Selbstherrlicher Minister

Die Visa-Affäre hat den lange Zeit beliebtesten Politiker des Landes schwer getroffen. Immer neue Details kommen ans Licht: Botschafter berichten davon, wie sie Fischer vor der verhängnisvoll laxen Visa-Praxis gewarnt haben. Und längst ist es unwichtig, in welchem Ausmaß die Erlasse aus dem Auswärtigen Amt den Schleuserbanden ihr Handwerk tatsächlich erleichterten. Schwerer wiegt, wie selbstherrlich Fischer offenbar agierte, wie sehr er grüne Ideologie über Pragmatismus stellte, ausgerechnet er, der Ober-Realo. Nachhaltig ist das Image des unkonventionellen Autodidakten zerstört, der Abwechslung in den Politikalltag brachte. Stattdessen entsteht das Bild eines arroganten Besserwissers, der sich an sein Amt klammert.

Palastrevolte

In solchen Zeiten reichen dann auch Nebensächlichkeiten, um die Krise zu verstärken. Fischer will nicht mehr, dass frühere NSDAP-Mitglieder, die später dem Auswärtigen Amt dienten, nach ihrem Tod in der Hauszeitschrift breit gewürdigt werden. Dafür gibt es gute Gründe. Wer, wie Fischer, in aller Welt glaubhaft bekundet, oberstes Ziel sei es, dass Auschwitz sich nicht wiederholen darf, der muss auch intern kompromisslos handeln. Aber dass sich über 70 Mitarbeiter des Amtes einem öffentlichen Aufruf gegen diese Anordnung anschließen, das wäre noch vor Wochen undenkbar gewesen. So reagieren nur Untergebene, die lange verachtet worden sind.

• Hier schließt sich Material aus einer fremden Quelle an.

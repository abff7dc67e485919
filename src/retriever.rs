//! Query-time retrieval: embed, over-fetch from the vector index, re-rank.
//!
//! The index is asked for `top_n × overfetch_factor` candidates so the
//! re-ranker has near-ties to separate. Re-ranking is the pure
//! [`rerank`] function; the only external calls are the embedding and the
//! search itself, both behind the shared retry policy.

use std::collections::HashSet;
use std::sync::Arc;
use std::time::Duration;

use campus_copilot_core::models::Candidate;
use campus_copilot_core::rerank::{query_terms, rerank, RerankParams};
use campus_copilot_core::store::{MetadataFilter, VectorIndex};
use tracing::debug;

use crate::config::RetrievalConfig;
use crate::embedding::EmbeddingGateway;
use crate::error::CopilotError;
use crate::retry::RetryPolicy;

/// Per-query inputs derived from the session and the resolved intent.
#[derive(Debug, Clone, Default)]
pub struct RetrievalContext {
    pub filter: MetadataFilter,
    /// Documents cited by the session's recent turns.
    pub recently_cited: HashSet<String>,
}

pub struct Retriever {
    gateway: EmbeddingGateway,
    index: Arc<dyn VectorIndex>,
    policy: RetryPolicy,
    timeout: Duration,
    overfetch_factor: usize,
    min_similarity: f64,
    params: RerankParams,
}

impl Retriever {
    pub fn new(
        gateway: EmbeddingGateway,
        index: Arc<dyn VectorIndex>,
        policy: RetryPolicy,
        config: &RetrievalConfig,
    ) -> Self {
        Self {
            gateway,
            index,
            policy,
            timeout: config.timeout(),
            overfetch_factor: config.overfetch_factor.max(1),
            min_similarity: config.min_similarity,
            params: config.rerank_params(),
        }
    }

    pub fn index(&self) -> &Arc<dyn VectorIndex> {
        &self.index
    }

    /// Up to `top_n` candidates, ranked `1..=n`. A blank query or an index
    /// with nothing matching yields an empty vector.
    pub async fn retrieve(
        &self,
        query_text: &str,
        ctx: &RetrievalContext,
        top_n: usize,
    ) -> Result<Vec<Candidate>, CopilotError> {
        if query_text.trim().is_empty() || top_n == 0 {
            return Ok(Vec::new());
        }

        let vector = self.gateway.embed(query_text).await?;
        let k = top_n.saturating_mul(self.overfetch_factor);

        let index = &self.index;
        let vector = &vector;
        let filter = &ctx.filter;
        let fetched = self
            .policy
            .run("vector_index", self.timeout, || async move {
                index.search(vector, k, filter).await
            })
            .await
            .map_err(|e| CopilotError::Retrieval {
                attempts: e.attempts,
                source: e.error,
            })?;

        let fetched_len = fetched.len();
        let evidence: Vec<Candidate> = fetched
            .into_iter()
            .filter(|c| c.relevance_score > self.min_similarity)
            .collect();

        let terms = query_terms(query_text);
        let ranked = rerank(&terms, evidence, &ctx.recently_cited, &self.params, top_n);
        debug!(
            fetched = fetched_len,
            kept = ranked.len(),
            filtered = !ctx.filter.is_empty(),
            "retrieved candidates"
        );
        Ok(ranked)
    }
}
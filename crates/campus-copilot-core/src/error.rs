//! Error types for upstream calls and the vector index.
//!
//! Every external collaborator (embedding endpoint, vector backend,
//! language model) reports failures as an [`UpstreamError`]. The
//! classification decides whether the retry policy may try again.

use std::time::Duration;

use thiserror::Error;

/// Failure reported by an external service.
#[derive(Error, Debug, Clone, PartialEq)]
pub enum UpstreamError {
    /// Rate limits, 5xx responses, dropped connections.
    #[error("{service} temporarily unavailable: {message}")]
    Transient { service: String, message: String },

    /// The call did not complete within its budget.
    #[error("{service} timed out after {after:?}")]
    Timeout { service: String, after: Duration },

    /// Malformed responses, authentication failures, rejected input.
    #[error("{service} failed: {message}")]
    Fatal { service: String, message: String },
}

impl UpstreamError {
    pub fn transient(service: impl Into<String>, message: impl Into<String>) -> Self {
        UpstreamError::Transient {
            service: service.into(),
            message: message.into(),
        }
    }

    pub fn fatal(service: impl Into<String>, message: impl Into<String>) -> Self {
        UpstreamError::Fatal {
            service: service.into(),
            message: message.into(),
        }
    }

    pub fn timeout(service: impl Into<String>, after: Duration) -> Self {
        UpstreamError::Timeout {
            service: service.into(),
            after,
        }
    }

    /// Whether another attempt may succeed.
    pub fn is_retryable(&self) -> bool {
        matches!(
            self,
            UpstreamError::Transient { .. } | UpstreamError::Timeout { .. }
        )
    }

    /// Classify an HTTP status: 429 and 5xx are transient, everything
    /// else is fatal.
    pub fn from_status(service: impl Into<String>, status: u16, body: &str) -> Self {
        let message = format!("HTTP {}: {}", status, body);
        if status == 429 || (500..600).contains(&status) {
            UpstreamError::transient(service, message)
        } else {
            UpstreamError::fatal(service, message)
        }
    }
}

/// Errors raised by a [`VectorIndex`](crate::store::VectorIndex).
#[derive(Error, Debug, Clone, PartialEq)]
pub enum IndexError {
    /// A rebuild holds the write side; the writer should retry.
    #[error("index rebuild in progress, retry the write")]
    RebuildBusy,

    #[error("vector dimension mismatch: index uses {expected}, got {actual}")]
    DimensionMismatch { expected: usize, actual: usize },

    /// Remote backends surface their transport failures here.
    #[error(transparent)]
    Upstream(#[from] UpstreamError),
}

impl IndexError {
    pub fn is_retryable(&self) -> bool {
        match self {
            IndexError::RebuildBusy => true,
            IndexError::DimensionMismatch { .. } => false,
            IndexError::Upstream(e) => e.is_retryable(),
        }
    }
}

Gefahr für die Koalition...

Was lange unvorstellbar schien, scheint nun wahrscheinlich: Dass Joschka Fischer bald zurücktreten muss. Und dann? Was bedeutet das für Rot-Grün, für Gerhard Schröder? Für die Koalition wäre das Ende der Ära Fischer kaum verkraftbar. Das Machtgefüge würde sich verschieben, Schröder wäre das einzig verbliebene Schwergewicht. Mehr noch: Schröder und Fischer wollten im Wahljahr 2006 erneut als Duo punkten, wie schon 2002. Und ein Rücktritt Fischers wäre das alles überstrahlende Signal für das Ende des rot-grünen Projekts, das mit niemandem so stark verbunden wird wie mit ihm.

...Chance für die Grünen

Allerdings: Für die Grünen wäre Fischers Rückzug vielleicht eine Chance. Ernsthaft haben sie nie diskutiert, was nach Fischer kommt. Tritt der Außenminister zurück, müssten sie es tun. Die Umfragen belegen, dass die Stammwähler der Partei nicht den Rücken kehren. Fazit also: Grün wird es weiter geben nach Fischer, Rot-Grün aber wäre erst einmal am Ende.